(Work item): The line containing "reject empty ones." marks the end; copy exactly all lines from the start of the material up to and including it.
Data for processing section start
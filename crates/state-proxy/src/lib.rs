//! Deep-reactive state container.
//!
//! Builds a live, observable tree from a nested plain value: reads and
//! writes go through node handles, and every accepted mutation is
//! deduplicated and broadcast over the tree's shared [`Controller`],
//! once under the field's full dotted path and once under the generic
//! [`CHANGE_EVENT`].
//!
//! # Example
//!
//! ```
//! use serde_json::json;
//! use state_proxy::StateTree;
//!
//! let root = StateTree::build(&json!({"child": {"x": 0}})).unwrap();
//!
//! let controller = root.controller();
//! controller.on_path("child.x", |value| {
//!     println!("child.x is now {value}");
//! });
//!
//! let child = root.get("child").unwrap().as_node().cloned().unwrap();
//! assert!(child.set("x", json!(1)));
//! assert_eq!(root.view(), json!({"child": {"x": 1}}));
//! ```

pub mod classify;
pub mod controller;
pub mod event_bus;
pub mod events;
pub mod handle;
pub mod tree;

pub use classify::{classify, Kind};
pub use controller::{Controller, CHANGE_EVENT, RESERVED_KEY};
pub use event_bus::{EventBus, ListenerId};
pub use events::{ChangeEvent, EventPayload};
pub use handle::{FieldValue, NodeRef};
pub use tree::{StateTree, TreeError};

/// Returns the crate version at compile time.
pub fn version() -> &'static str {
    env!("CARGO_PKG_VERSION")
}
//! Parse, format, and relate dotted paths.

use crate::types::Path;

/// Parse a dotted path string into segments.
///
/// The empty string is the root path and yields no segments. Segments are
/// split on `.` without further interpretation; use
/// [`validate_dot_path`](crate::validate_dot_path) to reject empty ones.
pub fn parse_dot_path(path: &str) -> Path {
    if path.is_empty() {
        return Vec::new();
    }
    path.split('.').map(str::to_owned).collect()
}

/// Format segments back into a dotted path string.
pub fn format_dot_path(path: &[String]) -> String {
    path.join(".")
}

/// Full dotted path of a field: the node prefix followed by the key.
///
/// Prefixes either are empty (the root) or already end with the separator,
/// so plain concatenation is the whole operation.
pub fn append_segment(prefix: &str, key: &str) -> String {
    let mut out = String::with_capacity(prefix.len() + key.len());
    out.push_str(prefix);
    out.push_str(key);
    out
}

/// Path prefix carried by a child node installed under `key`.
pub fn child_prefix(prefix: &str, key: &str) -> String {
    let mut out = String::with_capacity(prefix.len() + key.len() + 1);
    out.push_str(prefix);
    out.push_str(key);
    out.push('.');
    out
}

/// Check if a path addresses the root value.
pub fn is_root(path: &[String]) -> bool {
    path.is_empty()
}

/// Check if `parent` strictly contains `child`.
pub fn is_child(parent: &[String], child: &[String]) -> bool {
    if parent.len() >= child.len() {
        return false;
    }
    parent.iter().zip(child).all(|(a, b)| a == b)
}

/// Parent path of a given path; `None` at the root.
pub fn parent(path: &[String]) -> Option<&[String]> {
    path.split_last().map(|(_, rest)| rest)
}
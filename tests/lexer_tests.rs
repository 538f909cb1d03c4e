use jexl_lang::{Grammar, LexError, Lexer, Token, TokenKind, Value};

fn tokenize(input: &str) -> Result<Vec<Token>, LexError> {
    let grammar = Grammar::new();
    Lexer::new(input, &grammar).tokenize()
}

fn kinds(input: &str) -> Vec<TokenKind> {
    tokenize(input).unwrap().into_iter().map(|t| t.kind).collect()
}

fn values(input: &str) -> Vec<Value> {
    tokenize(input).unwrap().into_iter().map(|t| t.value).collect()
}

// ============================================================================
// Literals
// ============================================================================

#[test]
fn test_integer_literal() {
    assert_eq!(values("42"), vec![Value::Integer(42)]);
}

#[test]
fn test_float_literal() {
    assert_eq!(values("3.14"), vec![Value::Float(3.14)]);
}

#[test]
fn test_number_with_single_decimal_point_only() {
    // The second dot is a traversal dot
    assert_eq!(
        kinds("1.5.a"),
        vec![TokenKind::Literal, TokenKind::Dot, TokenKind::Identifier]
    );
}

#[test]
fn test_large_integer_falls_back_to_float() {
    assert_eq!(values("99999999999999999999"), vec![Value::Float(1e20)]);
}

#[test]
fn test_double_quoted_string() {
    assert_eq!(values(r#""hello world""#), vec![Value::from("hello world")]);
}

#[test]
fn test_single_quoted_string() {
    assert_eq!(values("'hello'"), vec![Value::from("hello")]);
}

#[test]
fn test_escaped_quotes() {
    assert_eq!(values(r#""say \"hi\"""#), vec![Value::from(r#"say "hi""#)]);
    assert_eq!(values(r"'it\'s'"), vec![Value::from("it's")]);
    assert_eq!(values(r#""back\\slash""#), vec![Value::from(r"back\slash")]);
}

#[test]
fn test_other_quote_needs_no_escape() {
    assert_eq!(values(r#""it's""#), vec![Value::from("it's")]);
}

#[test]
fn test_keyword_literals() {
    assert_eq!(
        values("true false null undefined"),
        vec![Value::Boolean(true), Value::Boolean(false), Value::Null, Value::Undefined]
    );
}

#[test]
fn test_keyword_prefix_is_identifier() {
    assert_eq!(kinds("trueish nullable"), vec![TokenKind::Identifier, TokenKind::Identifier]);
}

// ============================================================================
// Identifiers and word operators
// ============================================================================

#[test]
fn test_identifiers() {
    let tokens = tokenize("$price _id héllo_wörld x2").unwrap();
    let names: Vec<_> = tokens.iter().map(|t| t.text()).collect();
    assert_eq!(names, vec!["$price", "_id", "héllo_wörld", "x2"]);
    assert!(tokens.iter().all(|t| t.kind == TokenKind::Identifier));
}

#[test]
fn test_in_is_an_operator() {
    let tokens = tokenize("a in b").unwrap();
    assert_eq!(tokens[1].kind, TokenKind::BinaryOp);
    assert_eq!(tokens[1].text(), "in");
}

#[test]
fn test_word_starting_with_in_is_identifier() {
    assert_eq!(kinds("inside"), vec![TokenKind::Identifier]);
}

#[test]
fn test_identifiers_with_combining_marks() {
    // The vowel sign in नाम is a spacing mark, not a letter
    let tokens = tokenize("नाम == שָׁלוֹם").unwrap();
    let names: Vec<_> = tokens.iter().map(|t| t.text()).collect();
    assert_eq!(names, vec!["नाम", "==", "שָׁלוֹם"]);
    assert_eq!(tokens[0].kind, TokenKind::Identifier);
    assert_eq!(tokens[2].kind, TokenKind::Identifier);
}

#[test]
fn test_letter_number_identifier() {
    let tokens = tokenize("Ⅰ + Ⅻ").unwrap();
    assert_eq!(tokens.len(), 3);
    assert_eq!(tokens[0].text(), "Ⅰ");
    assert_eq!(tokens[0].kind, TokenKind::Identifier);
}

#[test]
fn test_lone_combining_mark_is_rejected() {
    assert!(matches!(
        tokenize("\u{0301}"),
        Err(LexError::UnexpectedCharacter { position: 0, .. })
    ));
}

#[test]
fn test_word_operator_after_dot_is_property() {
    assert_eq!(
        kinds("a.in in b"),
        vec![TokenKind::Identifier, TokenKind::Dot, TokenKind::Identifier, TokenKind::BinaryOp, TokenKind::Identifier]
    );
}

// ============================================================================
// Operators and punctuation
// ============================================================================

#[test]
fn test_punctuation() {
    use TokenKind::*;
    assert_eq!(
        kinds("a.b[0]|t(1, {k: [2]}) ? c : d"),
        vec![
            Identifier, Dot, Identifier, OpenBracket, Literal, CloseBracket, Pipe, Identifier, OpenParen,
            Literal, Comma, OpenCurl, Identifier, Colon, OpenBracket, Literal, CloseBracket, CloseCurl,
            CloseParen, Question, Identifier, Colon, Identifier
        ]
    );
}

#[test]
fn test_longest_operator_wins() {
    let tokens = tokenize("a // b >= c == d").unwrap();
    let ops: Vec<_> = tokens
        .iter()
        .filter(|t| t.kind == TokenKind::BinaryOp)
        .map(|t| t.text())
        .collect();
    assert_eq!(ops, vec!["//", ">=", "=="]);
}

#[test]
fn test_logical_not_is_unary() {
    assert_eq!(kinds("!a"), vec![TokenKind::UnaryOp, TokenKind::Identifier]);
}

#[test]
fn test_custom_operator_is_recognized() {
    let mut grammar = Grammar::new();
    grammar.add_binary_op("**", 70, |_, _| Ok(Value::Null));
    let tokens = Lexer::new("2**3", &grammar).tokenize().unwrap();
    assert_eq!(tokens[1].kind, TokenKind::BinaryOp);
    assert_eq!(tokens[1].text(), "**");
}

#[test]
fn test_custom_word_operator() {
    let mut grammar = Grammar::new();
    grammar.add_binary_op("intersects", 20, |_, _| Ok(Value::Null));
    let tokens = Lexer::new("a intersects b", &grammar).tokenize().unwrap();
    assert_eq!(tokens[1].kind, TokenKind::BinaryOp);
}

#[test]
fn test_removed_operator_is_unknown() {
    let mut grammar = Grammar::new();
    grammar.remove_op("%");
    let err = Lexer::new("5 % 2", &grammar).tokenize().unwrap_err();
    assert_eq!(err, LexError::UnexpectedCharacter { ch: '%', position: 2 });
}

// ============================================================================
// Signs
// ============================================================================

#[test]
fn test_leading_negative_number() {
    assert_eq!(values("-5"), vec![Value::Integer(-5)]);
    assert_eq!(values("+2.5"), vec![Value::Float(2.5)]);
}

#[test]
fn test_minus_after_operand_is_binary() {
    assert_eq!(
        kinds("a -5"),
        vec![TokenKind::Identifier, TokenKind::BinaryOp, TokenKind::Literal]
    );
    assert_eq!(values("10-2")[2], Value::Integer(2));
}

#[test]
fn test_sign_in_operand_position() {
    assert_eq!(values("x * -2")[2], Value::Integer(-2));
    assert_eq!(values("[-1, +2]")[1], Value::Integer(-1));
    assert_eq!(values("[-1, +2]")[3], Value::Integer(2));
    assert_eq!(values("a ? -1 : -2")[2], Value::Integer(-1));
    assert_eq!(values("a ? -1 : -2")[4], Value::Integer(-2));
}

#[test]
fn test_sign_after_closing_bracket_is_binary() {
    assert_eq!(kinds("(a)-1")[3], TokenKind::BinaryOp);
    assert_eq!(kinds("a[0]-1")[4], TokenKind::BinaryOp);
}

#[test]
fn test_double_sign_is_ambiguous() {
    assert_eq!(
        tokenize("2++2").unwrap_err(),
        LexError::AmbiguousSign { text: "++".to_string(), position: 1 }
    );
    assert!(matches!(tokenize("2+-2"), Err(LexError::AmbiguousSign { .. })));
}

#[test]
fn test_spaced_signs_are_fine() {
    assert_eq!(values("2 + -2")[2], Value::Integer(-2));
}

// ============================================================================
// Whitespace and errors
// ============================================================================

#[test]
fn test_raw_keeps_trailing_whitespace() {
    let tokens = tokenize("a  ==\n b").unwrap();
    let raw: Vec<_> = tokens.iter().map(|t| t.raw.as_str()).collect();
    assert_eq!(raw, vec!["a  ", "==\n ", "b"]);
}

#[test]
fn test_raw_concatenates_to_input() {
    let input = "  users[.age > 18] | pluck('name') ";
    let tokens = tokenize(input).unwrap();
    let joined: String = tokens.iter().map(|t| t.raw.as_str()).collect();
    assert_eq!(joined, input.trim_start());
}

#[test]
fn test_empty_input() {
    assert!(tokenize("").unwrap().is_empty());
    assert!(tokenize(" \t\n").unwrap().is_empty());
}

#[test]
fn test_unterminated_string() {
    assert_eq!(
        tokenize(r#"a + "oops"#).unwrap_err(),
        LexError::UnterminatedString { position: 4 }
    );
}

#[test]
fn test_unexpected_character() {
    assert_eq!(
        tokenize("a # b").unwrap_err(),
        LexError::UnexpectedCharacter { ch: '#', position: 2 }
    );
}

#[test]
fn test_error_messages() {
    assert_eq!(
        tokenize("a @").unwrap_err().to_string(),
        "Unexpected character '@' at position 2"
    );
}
Data for processing section end
(Solution for this problem):
filename crates/state-proxy/src/lib.rs
//! Deep-reactive state container.
//!
//! Builds a live, observable tree from a nested plain value: reads and
//! writes go through node handles, and every accepted mutation is
//! deduplicated and broadcast over the tree's shared [`Controller`],
//! once under the field's full dotted path and once under the generic
//! [`CHANGE_EVENT`].
//!
//! # Example
//!
//! ```
//! use serde_json::json;
//! use state_proxy::StateTree;
//!
//! let root = StateTree::build(&json!({"child": {"x": 0}})).unwrap();
//!
//! let controller = root.controller();
//! controller.on_path("child.x", |value| {
//!     println!("child.x is now {value}");
//! });
//!
//! let child = root.get("child").unwrap().as_node().cloned().unwrap();
//! assert!(child.set("x", json!(1)));
//! assert_eq!(root.view(), json!({"child": {"x": 1}}));
//! ```

pub mod classify;
pub mod controller;
pub mod event_bus;
pub mod events;
pub mod handle;
pub mod tree;

pub use classify::{classify, Kind};
pub use controller::{Controller, CHANGE_EVENT, RESERVED_KEY};
pub use event_bus::{EventBus, ListenerId};
pub use events::{ChangeEvent, EventPayload};
pub use handle::{FieldValue, NodeRef};
pub use tree::{StateTree, TreeError};

/// Returns the crate version at compile time.
pub fn version() -> &'static str {
    env!("CARGO_PKG_VERSION")
}
//! Parse, format, and relate dotted paths.

use crate::types::Path;

/// Parse a dotted path string into segments.
///
/// The empty string is the root path and yields no segments. Segments are
/// split on `.` without further interpretation; use
/// [`validate_dot_path`](crate::validate_dot_path) to reject empty ones.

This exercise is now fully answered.